At both Victor and Snap Lake, in agreements with the governments of Ontario and the NWT, respectively, 10% of production based on value, is available for purchase by local agencies. These agreements are nurturing secondary industries adding value to this mineral production.
The head office of De Beers Canada is located in Toronto. In support of major operations, there are also offices in Timmins and Yellowknife. Along with the Victor and Snap Lake Mines, De Beers Canada is a 51% joint venture partner on the Gahcho Kue diamond project in the NWT. The parent company De Beers Societe Anonyme is owned 45% by Anglo American, 40% by Central Holdings Group (Oppenheimer family) and 15% by the government of Botswana.

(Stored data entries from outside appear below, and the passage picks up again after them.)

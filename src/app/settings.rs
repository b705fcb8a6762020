//! Settings for a generation run.
//!
//! Values are collected in a [`SettingsBuilder`] and only become a
//! [`Settings`] once the tag filters pass validation, so a validated value
//! can no longer be changed.

use crate::app::error::ConfigurationError;
use crate::app::models::{RuntimeConfig, SourceFeatures};
use crate::app::report::{field_line, tags_line, PropertyLog};

/// Validated, read-only settings.
#[derive(Debug, Clone, Default, PartialEq, Eq)]
pub struct Settings {
    source: SourceFeatures,
    source_runner_template_file: String,
    generated_feature_directory: String,
    generated_runner_directory: String,
    include_tags: Vec<String>,
    exclude_tags: Vec<String>,
}

impl Settings {
    /// Feature path with any valid `:line` suffix removed.
    pub fn source_features(&self) -> &str {
        self.source.path()
    }

    pub fn scenario_line_number(&self) -> Option<i32> {
        self.source.line_number()
    }

    pub fn source_runner_template_file(&self) -> &str {
        &self.source_runner_template_file
    }

    pub fn generated_feature_directory(&self) -> &str {
        &self.generated_feature_directory
    }

    pub fn generated_runner_directory(&self) -> &str {
        &self.generated_runner_directory
    }

    pub fn include_tags(&self) -> &[String] {
        &self.include_tags
    }

    pub fn exclude_tags(&self) -> &[String] {
        &self.exclude_tags
    }

    /// The settings report: five fixed lines, then the line number, include
    /// tags and exclude tags, each only when set.
    pub fn report_lines(&self) -> Vec<String> {
        let selection = match self.scenario_line_number() {
            Some(_) => "single scenario",
            None => "all scenarios in source features",
        };

        let mut lines = vec![
            field_line("source feature(s)", self.source_features()),
            field_line("source runner template file", &self.source_runner_template_file),
            field_line("generated feature directory", &self.generated_feature_directory),
            field_line("generated runner directory", &self.generated_runner_directory),
            field_line("scenario selection", selection),
        ];

        if let Some(line_number) = self.scenario_line_number() {
            lines.push(field_line("scenario line number", &line_number.to_string()));
        }
        if !self.include_tags.is_empty() {
            lines.push(tags_line("include tags", &self.include_tags));
        }
        if !self.exclude_tags.is_empty() {
            lines.push(tags_line("exclude tags", &self.exclude_tags));
        }

        lines
    }

    pub fn log_properties(&self, log: &dyn PropertyLog) {
        for line in self.report_lines() {
            log.info(&line);
        }
    }
}

/// Collects settings field by field. Nothing is checked until
/// [`SettingsBuilder::validate`] or [`SettingsBuilder::build`].
#[derive(Debug, Clone, Default)]
pub struct SettingsBuilder {
    settings: Settings,
}

impl SettingsBuilder {
    pub fn new() -> Self {
        Self::default()
    }

    pub fn from_config(config: &RuntimeConfig) -> Self {
        Self::new()
            .source_features(&config.source_features)
            .source_runner_template_file(&config.source_runner_template_file)
            .generated_feature_directory(&config.generated_feature_directory)
            .generated_runner_directory(&config.generated_runner_directory)
            .include_scenario_tags(config.include_tags.clone())
            .exclude_scenario_tags(config.exclude_tags.clone())
    }

    /// Accepts `path` or `path:line`; see [`SourceFeatures::parse`].
    pub fn source_features(mut self, raw: &str) -> Self {
        self.settings.source = SourceFeatures::parse(raw);
        self
    }

    pub fn source_runner_template_file(mut self, path: &str) -> Self {
        self.settings.source_runner_template_file = path.to_string();
        self
    }

    pub fn generated_feature_directory(mut self, path: &str) -> Self {
        self.settings.generated_feature_directory = path.to_string();
        self
    }

    pub fn generated_runner_directory(mut self, path: &str) -> Self {
        self.settings.generated_runner_directory = path.to_string();
        self
    }

    pub fn include_scenario_tags(mut self, tags: Vec<String>) -> Self {
        self.settings.include_tags = tags;
        self
    }

    pub fn exclude_scenario_tags(mut self, tags: Vec<String>) -> Self {
        self.settings.exclude_tags = tags;
        self
    }

    pub fn source_features_path(&self) -> &str {
        self.settings.source_features()
    }

    pub fn scenario_line_number(&self) -> Option<i32> {
        self.settings.scenario_line_number()
    }

    /// Fails on the first tag without a leading `@`, include tags first.
    pub fn validate(&self) -> Result<(), ConfigurationError> {
        if let Some(tag) = first_malformed(&self.settings.include_tags) {
            return Err(ConfigurationError::IncludeTag(tag.to_string()));
        }
        if let Some(tag) = first_malformed(&self.settings.exclude_tags) {
            return Err(ConfigurationError::ExcludeTag(tag.to_string()));
        }
        Ok(())
    }

    pub fn build(self) -> Result<Settings, ConfigurationError> {
        self.validate()?;
        Ok(self.settings)
    }

    /// Logs the current, possibly unvalidated, values.
    pub fn log_properties(&self, log: &dyn PropertyLog) {
        self.settings.log_properties(log);
    }
}

fn first_malformed(tags: &[String]) -> Option<&str> {
    tags.iter()
        .map(String::as_str)
        .find(|tag| !tag.starts_with('@'))
}
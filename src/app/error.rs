use std::io;
use std::path::PathBuf;
use thiserror::Error;

/// Raised when a setting breaks a format rule during validation.
#[derive(Debug, Error, PartialEq, Eq)]
pub enum ConfigurationError {
    #[error("Include tag '{0}' does not start with '@'.")]
    IncludeTag(String),

    #[error("Exclude tag '{0}' does not start with '@'.")]
    ExcludeTag(String),
}

/// Failures surfaced by [`crate::app::file_io::FileIo`].
#[derive(Debug, Error)]
pub enum FileError {
    #[error("File '{}' does not exist or cannot be read", path.display())]
    Missing {
        path: PathBuf,
        #[source]
        source: io::Error,
    },

    #[error("File '{}' could not be created", path.display())]
    Creation {
        path: PathBuf,
        #[source]
        source: io::Error,
    },
}
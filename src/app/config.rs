use crate::app::cli::Cli;
use crate::app::file_io::FileIo;
use crate::app::models::RuntimeConfig;
use anyhow::{anyhow, bail, Context, Result};
use serde::Deserialize;
use std::collections::HashMap;
use std::path::{Path, PathBuf};

#[derive(Deserialize, Debug)]
struct PresetsFile {
    #[serde(flatten)]
    presets: HashMap<String, PresetConfig>,
}

#[derive(Deserialize, Debug, Clone, Default)]
#[serde(deny_unknown_fields)]
struct PresetConfig {
    source_features: Option<String>,
    source_runner_template_file: Option<String>,
    generated_feature_directory: Option<String>,
    generated_runner_directory: Option<String>,
    include_tags: Option<Vec<String>>,
    exclude_tags: Option<Vec<String>>,
}

fn presets_path_under(home: &Path) -> PathBuf {
    home.join(".config").join("runner_gen").join("presets.toml")
}

/// An explicit path must exist; the default one is optional.
fn load_presets_file(explicit: Option<&Path>) -> Result<HashMap<String, PresetConfig>> {
    load_presets_from(explicit, dirs::home_dir())
}

fn load_presets_from(
    explicit: Option<&Path>,
    home: Option<PathBuf>,
) -> Result<HashMap<String, PresetConfig>> {
    let config_path = match explicit {
        Some(path) => path.to_path_buf(),
        None => match home.map(|home| presets_path_under(&home)) {
            Some(path) if path.exists() => path,
            _ => {
                log::debug!("No presets file found, using command-line settings only");
                return Ok(HashMap::new());
            }
        },
    };

    let content = FileIo::read_content_from_file(&config_path)
        .context(format!("Failed to read presets at {:?}", config_path))?;

    parse_presets(&content).context(format!("Failed to parse {:?}", config_path))
}

fn parse_presets(content: &str) -> Result<HashMap<String, PresetConfig>> {
    let parsed: PresetsFile = toml::from_str(content)?;
    Ok(parsed.presets)
}

/// Preset entries first, then CLI entries. Order and duplicates are kept.
fn merge_vecs(preset_vec: Option<Vec<String>>, cli_vec: Option<Vec<String>>) -> Vec<String> {
    let mut combined = preset_vec.unwrap_or_default();
    if let Some(mut cli_items) = cli_vec {
        combined.append(&mut cli_items);
    }
    combined
}

fn require(cli_value: Option<String>, preset_value: Option<String>, flag: &str) -> Result<String> {
    cli_value
        .or(preset_value)
        .ok_or_else(|| anyhow!("Missing setting: pass --{} or set it in a preset", flag))
}

pub fn resolve_config(cli: Cli, project_name: Option<&str>) -> Result<RuntimeConfig> {
    let presets = load_presets_file(cli.config.as_deref())?;
    merge_config(cli, project_name, &presets)
}

fn merge_config(
    cli: Cli,
    project_name: Option<&str>,
    presets: &HashMap<String, PresetConfig>,
) -> Result<RuntimeConfig> {
    // Determine preset to use: CLI flag > Auto-detect > None
    let preset = match cli.preset.as_deref() {
        Some(name) => match presets.get(name) {
            Some(preset) => preset.clone(),
            None => bail!("Preset '{}' is not defined", name),
        },
        None => project_name
            .and_then(|name| presets.get(name))
            .cloned()
            .unwrap_or_default(),
    };

    let config = RuntimeConfig {
        source_features: require(cli.source_features, preset.source_features, "source-features")?,
        source_runner_template_file: require(
            cli.source_runner_template_file,
            preset.source_runner_template_file,
            "source-runner-template-file",
        )?,
        generated_feature_directory: require(
            cli.generated_feature_directory,
            preset.generated_feature_directory,
            "generated-feature-directory",
        )?,
        generated_runner_directory: require(
            cli.generated_runner_directory,
            preset.generated_runner_directory,
            "generated-runner-directory",
        )?,
        include_tags: merge_vecs(preset.include_tags, cli.include_tags),
        exclude_tags: merge_vecs(preset.exclude_tags, cli.exclude_tags),
        report_file: cli.report,
    };

    Ok(config)
}
use clap::Parser;
use std::path::PathBuf;

#[derive(Parser, Debug)]
#[command(
    author,
    version,
    about = "Validate and report the settings for feature and runner generation"
)]
pub struct Cli {
    /// Use a named preset from presets.toml
    #[arg(long)]
    pub preset: Option<String>,

    /// Read presets from this file instead of ~/.config/runner_gen/presets.toml
    #[arg(long)]
    pub config: Option<PathBuf>,

    /// Feature file or directory, optionally suffixed with ':<line>' to select one scenario
    #[arg(long)]
    pub source_features: Option<String>,

    /// Template used to render runner classes
    #[arg(long)]
    pub source_runner_template_file: Option<String>,

    /// Directory receiving the generated feature files
    #[arg(long)]
    pub generated_feature_directory: Option<String>,

    /// Directory receiving the generated runners
    #[arg(long)]
    pub generated_runner_directory: Option<String>,

    /// Only scenarios carrying one of these tags (e.g. '@smoke')
    #[arg(long, num_args = 1..)]
    pub include_tags: Option<Vec<String>>,

    /// Skip scenarios carrying any of these tags (e.g. '@wip')
    #[arg(long, num_args = 1..)]
    pub exclude_tags: Option<Vec<String>>,

    /// Also write the settings report to this file
    #[arg(long)]
    pub report: Option<PathBuf>,
}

De Beers SA, and its joint venture partners, carry out business activities in more than 20 countries across five continents employing more than 15,000 people. From its mining operations across Botswana, Namibia, South Africa and Canada, De Beers produces and markets 35% to 40% of the world’s supply of rough diamonds.
De Beers Canada is an active and long serving member of the OMA. The Victor Mine is Ontario’s first diamond mine. This article is the first in a series of profiles of OMA member companies and their contributions to the vitality of Ontario’s society and economy.
- In Canada, diamond production has taken place for about 12 years.
- In 1998, the value of Canadian diamond exports was zero.
- In 2008, the value of Canadian diamond exports was $2.8 billion.
- There are curently four diamond mines operating in Canada — Diavik, Ekati and Snap Lake in the Northwest Territories and Victor in Ontario.